Aim of the exercise -
Restating the data exactly is the whole task.

Given entries -
//! Normalized graph model: hosts, connections and the node-connection-node
//! chains between them, with degree-derived sizes.

use std::collections::{BTreeMap, HashSet};

use log::{debug, warn};

use super::error::MalformedTopology;
use super::types::{Chain, Connection, EntityKey, EntityKind, HostNode, Link, Topology};

/// Size of a node with no links.
pub const MIN_NODE_SIZE: f64 = 32.0;
/// Size cap for well-connected nodes.
pub const MAX_NODE_SIZE: f64 = 64.0;
/// Growth per incident link.
pub const NODE_SIZE_PER_LINK: f64 = 4.0;
/// Radius of every connection circle.
pub const CONNECTION_RADIUS: f64 = 15.0;

/// Visual size of a node with `degree` incident links, clamped to
/// `[MIN_NODE_SIZE, MAX_NODE_SIZE]`.
pub fn node_size(degree: usize) -> f64 {
	(MIN_NODE_SIZE + NODE_SIZE_PER_LINK * degree as f64).clamp(MIN_NODE_SIZE, MAX_NODE_SIZE)
}

/// Hosts, connections and the chains between them. Links and degrees are
/// derived from the chains and never edited on their own.
#[derive(Clone, Debug, Default, PartialEq)]
pub struct GraphModel {
	nodes: Vec<HostNode>,
	connections: Vec<Connection>,
	chains: Vec<Chain>,
	links: Vec<Link>,
	degree: BTreeMap<EntityKey, usize>,
}

impl GraphModel {
	/// Builds a model from a raw topology. Edges that reference unknown ids
	/// are dropped and reported; duplicate ids keep their first occurrence.
	pub fn build(topology: &Topology) -> (Self, Vec<MalformedTopology>) {
		let mut issues = Vec::new();

		let mut seen = HashSet::new();
		let nodes: Vec<HostNode> = topology
			.nodes
			.iter()
			.filter(|node| {
				let fresh = seen.insert(node.id.as_str());
				if !fresh {
					issues.push(MalformedTopology::DuplicateId {
						kind: EntityKind::Node,
						id: node.id.clone(),
					});
				}
				fresh
			})
			.cloned()
			.collect();

		let mut seen = HashSet::new();
		let connections: Vec<Connection> = topology
			.connections
			.iter()
			.filter(|conn| {
				let fresh = seen.insert(conn.id.as_str());
				if !fresh {
					issues.push(MalformedTopology::DuplicateId {
						kind: EntityKind::Connection,
						id: conn.id.clone(),
					});
				}
				fresh
			})
			.cloned()
			.collect();

		let node_ids: HashSet<&str> = nodes.iter().map(|n| n.id.as_str()).collect();
		let connection_ids: HashSet<&str> = connections.iter().map(|c| c.id.as_str()).collect();

		let mut chains = Vec::with_capacity(topology.edges.len());
		for (edge, raw) in topology.edges.iter().enumerate() {
			let before = issues.len();
			for id in [&raw.source, &raw.target] {
				if !node_ids.contains(id.as_str()) {
					issues.push(MalformedTopology::UnknownNode {
						edge,
						id: id.clone(),
					});
				}
			}
			if !connection_ids.contains(raw.connection.as_str()) {
				issues.push(MalformedTopology::UnknownConnection {
					edge,
					id: raw.connection.clone(),
				});
			}
			if issues.len() == before {
				chains.push(Chain {
					source: raw.source.clone(),
					connection: raw.connection.clone(),
					target: raw.target.clone(),
				});
			}
		}

		for issue in &issues {
			warn!("topology: {issue}");
		}

		let model = Self::from_parts(nodes, connections, chains);
		debug!(
			"built model: {} nodes, {} connections, {} links",
			model.nodes.len(),
			model.connections.len(),
			model.links.len()
		);
		(model, issues)
	}

	/// Assembles a model from already-consistent parts, deriving links and
	/// degrees from the chains.
	pub(crate) fn from_parts(
		nodes: Vec<HostNode>,
		connections: Vec<Connection>,
		chains: Vec<Chain>,
	) -> Self {
		// all sources first, then all targets, matching the drawing order
		let mut links: Vec<Link> = chains.iter().map(|c| c.links()[0].clone()).collect();
		links.extend(chains.iter().map(|c| c.links()[1].clone()));

		let mut degree: BTreeMap<EntityKey, usize> = nodes
			.iter()
			.map(|n| (EntityKey::node(&n.id), 0))
			.chain(connections.iter().map(|c| (EntityKey::connection(&c.id), 0)))
			.collect();
		for link in &links {
			*degree.entry(link.source.clone()).or_default() += 1;
			*degree.entry(link.target.clone()).or_default() += 1;
		}

		Self {
			nodes,
			connections,
			chains,
			links,
			degree,
		}
	}

	/// Hosts, in input order.
	pub fn nodes(&self) -> &[HostNode] {
		&self.nodes
	}

	/// Connections, in input order.
	pub fn connections(&self) -> &[Connection] {
		&self.connections
	}

	/// One chain per accepted edge.
	pub fn chains(&self) -> &[Chain] {
		&self.chains
	}

	/// All source-side links, then all target-side links.
	pub fn links(&self) -> &[Link] {
		&self.links
	}

	/// Incident link count; 0 for unknown keys.
	pub fn degree(&self, key: &EntityKey) -> usize {
		self.degree.get(key).copied().unwrap_or(0)
	}

	/// Keys of every entity, nodes first.
	pub fn entity_keys(&self) -> impl Iterator<Item = EntityKey> + '_ {
		self.nodes
			.iter()
			.map(|n| EntityKey::node(&n.id))
			.chain(self.connections.iter().map(|c| EntityKey::connection(&c.id)))
	}

	/// Host by id.
	pub fn node(&self, id: &str) -> Option<&HostNode> {
		self.nodes.iter().find(|n| n.id == id)
	}

	/// Connection by id.
	pub fn connection(&self, id: &str) -> Option<&Connection> {
		self.connections.iter().find(|c| c.id == id)
	}

	/// Collision/hit radius of an entity: half the degree-based size for
	/// nodes, a fixed radius for connections.
	pub fn entity_radius(&self, key: &EntityKey) -> f64 {
		match key.kind {
			EntityKind::Node => node_size(self.degree(key)) / 2.0,
			EntityKind::Connection => CONNECTION_RADIUS,
		}
	}

	/// No hosts and no connections.
	pub fn is_empty(&self) -> bool {
		self.nodes.is_empty() && self.connections.is_empty()
	}
}
//! Leptos client-side network topology viewer: wiring and routes.

use leptos::prelude::*;
use leptos_meta::*;
use leptos_router::components::*;
use leptos_router::path;
use log::{Level, info};

// Modules
mod api;
mod components;
mod pages;

pub use api::{FetchError, fetch_topology, sample_topology};
pub use components::network_graph::*;

// Top-Level pages
use crate::pages::home::Home;
use crate::pages::not_found::NotFound;

/// Initialize logging and panic hooks for the WASM target.
pub fn init_logging() {
	let _ = console_log::init_with_level(Level::Debug);
	console_error_panic_hook::set_once();
	info!("Logging initialized");
}

/// An app router which renders the topology view and handles 404's
#[component]
pub fn App() -> impl IntoView {
	// Provides context that manages stylesheets, titles, meta tags, etc.
	provide_meta_context();

	view! {
		<Html attr:lang="en" attr:dir="ltr" attr:data-theme="light" />

		// sets the document title
		<Title text="Network Topology" />

		// injects metadata in the <head> of the page
		<Meta charset="UTF-8" />
		<Meta name="viewport" content="width=device-width, initial-scale=1.0" />

		<Router>
			<Routes fallback=|| view! { <NotFound /> }>
				<Route path=path!("/") view=Home />
			</Routes>
		</Router>
	}
}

Solved problem -
//! Normalized graph model: hosts, connections and the node-connection-node
//! chains between them, with degree-derived sizes.

use std::collections::{BTreeMap, HashSet};

use log::{debug, warn};

use super::error::MalformedTopology;
use super::types::{Chain, Connection, EntityKey, EntityKind, HostNode, Link, Topology};

/// Size of a node with no links.
pub const MIN_NODE_SIZE: f64 = 32.0;
/// Size cap for well-connected nodes.
pub const MAX_NODE_SIZE: f64 = 64.0;
/// Growth per incident link.
pub const NODE_SIZE_PER_LINK: f64 = 4.0;
/// Radius of every connection circle.
pub const CONNECTION_RADIUS: f64 = 15.0;

/// Visual size of a node with `degree` incident links, clamped to
/// `[MIN_NODE_SIZE, MAX_NODE_SIZE]`.
pub fn node_size(degree: usize) -> f64 {
	(MIN_NODE_SIZE + NODE_SIZE_PER_LINK * degree as f64).clamp(MIN_NODE_SIZE, MAX_NODE_SIZE)
}

/// Hosts, connections and the chains between them. Links and degrees are
/// derived from the chains and never edited on their own.
#[derive(Clone, Debug, Default, PartialEq)]
pub struct GraphModel {
	nodes: Vec<HostNode>,
	connections: Vec<Connection>,
	chains: Vec<Chain>,
	links: Vec<Link>,
	degree: BTreeMap<EntityKey, usize>,
}

impl GraphModel {
	/// Builds a model from a raw topology. Edges that reference unknown ids
	/// are dropped and reported; duplicate ids keep their first occurrence.
	pub fn build(topology: &Topology) -> (Self, Vec<MalformedTopology>) {
		let mut issues = Vec::new();

		let mut seen = HashSet::new();
		let nodes: Vec<HostNode> = topology
			.nodes
			.iter()
			.filter(|node| {
				let fresh = seen.insert(node.id.as_str());
				if !fresh {
					issues.push(MalformedTopology::DuplicateId {
						kind: EntityKind::Node,
						id: node.id.clone(),
					});
				}
				fresh
			})
			.cloned()
			.collect();

		let mut seen = HashSet::new();
		let connections: Vec<Connection> = topology
			.connections
			.iter()
			.filter(|conn| {
				let fresh = seen.insert(conn.id.as_str());
				if !fresh {
					issues.push(MalformedTopology::DuplicateId {
						kind: EntityKind::Connection,
						id: conn.id.clone(),
					});
				}
				fresh
			})
			.cloned()
			.collect();

		let node_ids: HashSet<&str> = nodes.iter().map(|n| n.id.as_str()).collect();
		let connection_ids: HashSet<&str> = connections.iter().map(|c| c.id.as_str()).collect();

		let mut chains = Vec::with_capacity(topology.edges.len());
		for (edge, raw) in topology.edges.iter().enumerate() {
			let before = issues.len();
			for id in [&raw.source, &raw.target] {
				if !node_ids.contains(id.as_str()) {
					issues.push(MalformedTopology::UnknownNode {
						edge,
						id: id.clone(),
					});
				}
			}
			if !connection_ids.contains(raw.connection.as_str()) {
				issues.push(MalformedTopology::UnknownConnection {
					edge,
					id: raw.connection.clone(),
				});
			}
			if issues.len() == before {
				chains.push(Chain {
					source: raw.source.clone(),
					connection: raw.connection.clone(),
					target: raw.target.clone(),
				});
			}
		}

		for issue in &issues {
			warn!("topology: {issue}");
		}

		let model = Self::from_parts(nodes, connections, chains);
		debug!(
			"built model: {} nodes, {} connections, {} links",
			model.nodes.len(),
			model.connections.len(),
			model.links.len()
		);
		(model, issues)
	}

	/// Assembles a model from already-consistent parts, deriving links and
	/// degrees from the chains.
	pub(crate) fn from_parts(
		nodes: Vec<HostNode>,
		connections: Vec<Connection>,
		chains: Vec<Chain>,
	) -> Self {
		// all sources first, then all targets, matching the drawing order
		let mut links: Vec<Link> = chains.iter().map(|c| c.links()[0].clone()).collect();
		links.extend(chains.iter().map(|c| c.links()[1].clone()));

		let mut degree: BTreeMap<EntityKey, usize> = nodes
			.iter()
			.map(|n| (EntityKey::node(&n.id), 0))
			.chain(connections.iter().map(|c| (EntityKey::connection(&c.id), 0)))
			.collect();
		for link in &links {
			*degree.entry(link.source.clone()).or_default() += 1;
			*degree.entry(link.target.clone()).or_default() += 1;
		}

		Self {
			nodes,
			connections,
			chains,
			links,
			degree,
		}
	}

	/// Hosts, in input order.
	pub fn nodes(&self) -> &[HostNode] {
		&self.nodes
	}

	/// Connections, in input order.
	pub fn connections(&self) -> &[Connection] {
		&self.connections
	}

	/// One chain per accepted edge.
	pub fn chains(&self) -> &[Chain] {
		&self.chains
	}

	/// All source-side links, then all target-side links.
	pub fn links(&self) -> &[Link] {
		&self.links
	}

	/// Incident link count; 0 for unknown keys.
	pub fn degree(&self, key: &EntityKey) -> usize {
		self.degree.get(key).copied().unwrap_or(0)
	}

	/// Keys of every entity, nodes first.
	pub fn entity_keys(&self) -> impl Iterator<Item = EntityKey> + '_ {
		self.nodes
			.iter()
			.map(|n| EntityKey::node(&n.id))
			.chain(self.connections.iter().map(|c| EntityKey::connection(&c.id)))
	}

	/// Host by id.
	pub fn node(&self, id: &str) -> Option<&HostNode> {
		self.nodes.iter().find(|n| n.id == id)
	}

	/// Connection by id.
	pub fn connection(&self, id: &str) -> Option<&Connection> {
		self.connections.iter().find(|c| c.id == id)
	}

	/// Collision/hit radius of an entity: half the degree-based size for
	/// nodes, a fixed radius for connections.
	pub fn entity_radius(&self, key: &EntityKey) -> f64 {
		match key.kind {
			EntityKind::Node => node_size(self.degree(key)) / 2.0,
			EntityKind::Connection => CONNECTION_RADIUS,
		}
	}

	/// No hosts and no connections.
	pub fn is_empty(&self) -> bool {
		self.nodes.is_empty() && self.connections.is_empty()
	}
}
//! Leptos client-side network topology viewer: wiring and routes.

use leptos::prelude::*;
use leptos_meta::*;
use leptos_router::components::*;
use leptos_router::path;
use log::{Level, info};

// Modules
mod api;
mod components;
mod pages;

pub use api::{FetchError, fetch_topology, sample_topology};
pub use components::network_graph::*;

// Top-Level pages
use crate::pages::home::Home;
use crate::pages::not_found::NotFound;

/// Initialize logging and panic hooks for the WASM target.
pub fn init_logging() {
	let _ = console_log::init_with_level(Level::Debug);
	console_error_panic_hook::set_once();
	info!("Logging initialized");
}

/// An app router which renders the topology view and handles 404's
#[component]
pub fn App() -> impl IntoView {
	// Provides context that manages stylesheets, titles, meta tags, etc.
	provide_meta_context();

	view! {
		<Html attr:lang="en" attr:dir="ltr" attr:data-theme="light" />

		// sets the document title
		<Title text="Network Topology" />

		// injects metadata in the <head> of the page
		<Meta charset="UTF-8" />
		<Meta name="viewport" content="width=device-width, initial-scale=1.0" />

		<Router>
			<Routes fallback=|| view! { <NotFound /> }>
				<Route path=path!("/") view=Home />
			</Routes>
		</Router>
	}
}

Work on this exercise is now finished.